Tecnicamente Falando: Mercado Percebeu que Não Terá Mais Ajuda

 | 24.09.2020 15:30

Na semana passada, fizemos a seguinte indagação: será tudo já está precificado?

Na segunda-feira, o mercado percebeu que não terá mais ajuda diante da clara piora no cenário político.

Entretanto, precisamos voltar um pouco para discutir como chegamos até aqui. Em meados de agosto, escrevemos “Quase, mas quase não vale”, que falou sobre a possibilidade de uma correção do mercado em razão dos posicionamentos extremos nos mercados. Dissemos o seguinte:

“Com os mercados sobrecomprados em diversos indicadores, existe o risco de queda até o fim do mês. Esses riscos vêm de diversas frentes que discutiremos oportunamente. Entretanto, do ponto de vista técnico, o risco de queda é de cerca de 5,6% para a MMD 50 e de 9,4% para a MMD 200. (Exibido acima)

Um declínio de 5-10% em qualquer ano não está fora do padrão. Mas, como os investidores praticamente se esqueceram do que significa uma queda, uma derrapada de 5-10% parecerá pior do que realmente é”.

Naquele momento, parecia haver poucas coisas com que se preocupar. O Federal Reserve prosseguia com sua política acomodatícia nos mercados, e as expectativas de um suporte monetário adicional eram altas, assim como as expectativas de que o congresso americano não tardaria em aprovar mais medidas fiscais para apoiar a economia em recessão.

Mais dinheiro significava mercados em alta, daí o viés especulativo.

Como declarei naquela oportunidade, o mercado estava sobrecomprado em diversos indicadores, o que geralmente coincide com correções e picos de mercado. Essa condição sobrecomprada, combinada com o intenso posicionamento especulativo dos investidores, era o combustível necessário para uma correção.

Só era necessário um catalisador para desencadear a venda.

Relembrando 2016

Gostei da nota escrita por David Rosenberg ontem sobre a atual correção: XLB

“O mercado acionário passou por uma mudança de caráter, entrando em uma fase corretiva muito maior do que a ocorrida em junho, quando os valuations, momentum, alavancagem e sentimento eram menos extremados do que no período atual.”

Na semana passada, fiz uma lista de preocupações relativas ao mercado, com claro potencial de pressionar a queda. Uma delas, em particular, foi a falta de um estímulo fiscal maior por parte do congresso.

No fim de semana, conforme o vídeo abaixo, um conjunto de eventos revigorou essas preocupações.
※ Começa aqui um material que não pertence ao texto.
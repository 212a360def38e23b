//! JOIN
//!
//! 조인 결과의 셀 순서는 항상 왼쪽 다음 오른쪽입니다. USING / NATURAL 조인은
//! 공통 컬럼을 맨 앞에 한 번만 두고 나머지 왼쪽, 나머지 오른쪽 컬럼이 뒤따릅니다.
//! 외부 조인의 빈 쪽은 설정의 blank 값으로 채워집니다.

use crate::error::{QueryError, QueryResult};
use crate::sql::ast::{JoinConstraint, JoinKind};
use crate::sql::eval::evaluate_condition;
use crate::sql::filter::Filter;
use crate::value::{ComparisonOperator, Value};
use crate::view::{Cell, FieldNameMatch, Header, HeaderField, Record, View};
use ahash::AHashSet;

/// Column layout of a join output.
enum Layout {
    /// Left cells then right cells
    Concat,
    /// `(left, right)` positions of the common columns
    Merged(Vec<(usize, usize)>),
}

impl View {
    /// Join `self` (left) with `right`.
    pub fn join(
        &self,
        right: &View,
        kind: JoinKind,
        constraint: &JoinConstraint,
        filter: &Filter<'_>,
    ) -> QueryResult<View> {
        let ctx = filter.context();
        let matching = ctx.field_name_match();
        let blank = ctx.config.blank_value();
        let tz = ctx.timezone();

        let (layout, condition) = match (kind, constraint) {
            (JoinKind::Cross, JoinConstraint::None) => (Layout::Concat, None),
            (JoinKind::Cross, _) => {
                return Err(QueryError::JoinConditionError(
                    "CROSS JOIN does not take a join condition".to_string(),
                ));
            }
            (_, JoinConstraint::None) => {
                return Err(QueryError::JoinConditionError(format!(
                    "{} JOIN requires a join condition",
                    format!("{kind:?}").to_uppercase()
                )));
            }
            (_, JoinConstraint::On(expr)) => (Layout::Concat, Some(expr)),
            (_, JoinConstraint::Using(columns)) => {
                let pairs = columns
                    .iter()
                    .map(|name| {
                        let l = self.header.find_index(None, name, matching)?;
                        let r = right.header.find_index(None, name, matching)?;
                        match (l, r) {
                            (Some(l), Some(r)) => Ok((l, r)),
                            _ => Err(QueryError::JoinConditionError(format!(
                                "column {name} does not exist on both sides of the join"
                            ))),
                        }
                    })
                    .collect::<QueryResult<Vec<_>>>()?;
                (Layout::Merged(pairs), None)
            }
            (_, JoinConstraint::Natural) => (Layout::Merged(natural_pairs(self, right, matching)?), None),
        };

        let candidate_header = Header::merge(&self.header, &right.header);
        let candidate_view = View::shell(candidate_header.clone());
        let matches = |l: &Record, r: &Record| -> QueryResult<bool> {
            match (&layout, condition) {
                (Layout::Concat, None) => Ok(true),
                (Layout::Concat, Some(expr)) => {
                    let candidate = Record::concat(l, r);
                    let scope = filter.with_record(&candidate_view, &candidate);
                    Ok(evaluate_condition(expr, &scope)?.is_true())
                }
                (Layout::Merged(pairs), _) => {
                    for &(li, ri) in pairs {
                        if !ComparisonOperator::Equal.evaluate(l.value(li)?, r.value(ri)?, tz).is_true() {
                            return Ok(false);
                        }
                    }
                    Ok(true)
                }
            }
        };

        let prefer_right = kind == JoinKind::Right;
        let build = |l: Option<&Record>, r: Option<&Record>| -> Record {
            output_record(&layout, self.field_count(), right.field_count(), l, r, prefer_right, &blank)
        };

        // RIGHT JOIN drives from the right side
        let (driver, other) = if prefer_right { (right, self) } else { (self, right) };
        let keep_unmatched_driver = matches!(kind, JoinKind::Left | JoinKind::Right | JoinKind::Full);

        let per_driver = ctx.parallel.map_records(driver.len(), |i| {
            let d = &driver.records[i];
            let mut out = Vec::new();
            let mut matched = Vec::new();
            for (j, o) in other.records.iter().enumerate() {
                let (l, r) = if prefer_right { (o, d) } else { (d, o) };
                if matches(l, r)? {
                    out.push(build(Some(l), Some(r)));
                    matched.push(j);
                }
            }
            if out.is_empty() && keep_unmatched_driver {
                out.push(if prefer_right { build(None, Some(d)) } else { build(Some(d), None) });
            }
            Ok((out, matched))
        })?;

        let mut records = Vec::new();
        let mut matched_right = AHashSet::new();
        for (out, matched) in per_driver {
            records.extend(out);
            if kind == JoinKind::Full {
                matched_right.extend(matched);
            }
        }
        if kind == JoinKind::Full {
            for (j, r) in right.records.iter().enumerate() {
                if !matched_right.contains(&j) {
                    records.push(build(None, Some(r)));
                }
            }
        }

        let header = match &layout {
            Layout::Concat => candidate_header,
            Layout::Merged(pairs) => merged_header(&self.header, &right.header, pairs, prefer_right),
        };

        tracing::debug!(
            target: "tabq::select",
            ?kind,
            left = self.len(),
            right = right.len(),
            output = records.len(),
            "join"
        );
        Ok(View::from_parts(header, records))
    }
}

fn natural_pairs(left: &View, right: &View, matching: FieldNameMatch) -> QueryResult<Vec<(usize, usize)>> {
    let mut pairs = Vec::new();
    for li in left.header.table_field_indices(None) {
        let name = &left.header.fields()[li].column;
        if let Some(ri) = right.header.find_index(None, name, matching)?
            && right.header.fields()[ri].is_from_table
        {
            pairs.push((li, ri));
        }
    }
    Ok(pairs)
}

fn merged_header(left: &Header, right: &Header, pairs: &[(usize, usize)], prefer_right: bool) -> Header {
    let mut fields: Vec<HeaderField> = pairs
        .iter()
        .map(|&(li, ri)| {
            if prefer_right {
                right.fields()[ri].clone()
            } else {
                left.fields()[li].clone()
            }
        })
        .collect();
    fields.extend(
        left.fields()
            .iter()
            .enumerate()
            .filter(|(i, _)| !pairs.iter().any(|p| p.0 == *i))
            .map(|(_, f)| f.clone()),
    );
    fields.extend(
        right
            .fields()
            .iter()
            .enumerate()
            .filter(|(i, _)| !pairs.iter().any(|p| p.1 == *i))
            .map(|(_, f)| f.clone()),
    );
    Header::new(fields)
}

fn output_record(
    layout: &Layout,
    left_width: usize,
    right_width: usize,
    l: Option<&Record>,
    r: Option<&Record>,
    prefer_right: bool,
    blank: &Value,
) -> Record {
    let cell = |record: Option<&Record>, i: usize| -> Cell {
        record
            .and_then(|rec| rec.cell(i).cloned())
            .unwrap_or_else(|| Cell::Value(blank.clone()))
    };
    match layout {
        Layout::Concat => {
            let l = l.cloned().unwrap_or_else(|| Record::padded(left_width, blank));
            let r = r.cloned().unwrap_or_else(|| Record::padded(right_width, blank));
            Record::concat(&l, &r)
        }
        Layout::Merged(pairs) => {
            let mut cells = Vec::with_capacity(left_width + right_width - pairs.len());
            for &(li, ri) in pairs {
                let from_right = match (l, r) {
                    (Some(_), Some(_)) => prefer_right,
                    (None, _) => true,
                    (_, None) => false,
                };
                cells.push(if from_right { cell(r, ri) } else { cell(l, li) });
            }
            cells.extend((0..left_width).filter(|i| !pairs.iter().any(|p| p.0 == *i)).map(|i| cell(l, i)));
            cells.extend((0..right_width).filter(|i| !pairs.iter().any(|p| p.1 == *i)).map(|i| cell(r, i)));
            Record::from_cells(cells, 1)
        }
    }
}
A morte da juíza Ruth Bader Ginsberg, da Suprema Corte, ensejou um replay do falecimento da juíza Scalia, em 2016. Naquela oportunidade, o presidente Obama queria indicar uma substituta para Scalia, mesmo faltando apenas alguns meses para as eleições presidenciais. O congresso iniciou um debate acalorado sobre se um juiz deveria ser selecionado tão perto de uma eleição. Esse debate voltou à balia, agora com o presidente Trump querendo indicar um substituto para Ginsberg o mais rápido possível. Mas o congresso controlado pelos democratas está resistindo e tentando adiar a indicação até o fim da eleição.

Politicamente, trata-se de uma indicação extremamente relevante. Como o cargo de juiz da Suprema Corte é vitalício, se o presidente Trump colocar mais um ministro “conservador” no tribunal mais importante do país, as decisões referentes a causas mais liberais poderiam sofrer obstáculos por uma ou várias décadas.

Colisão de eventos

Por que isso é importante para o mercado? Porque o congresso está enfrentando três diferentes eventos que lhe tiraram o foco do apoio financeiro adicional à economia.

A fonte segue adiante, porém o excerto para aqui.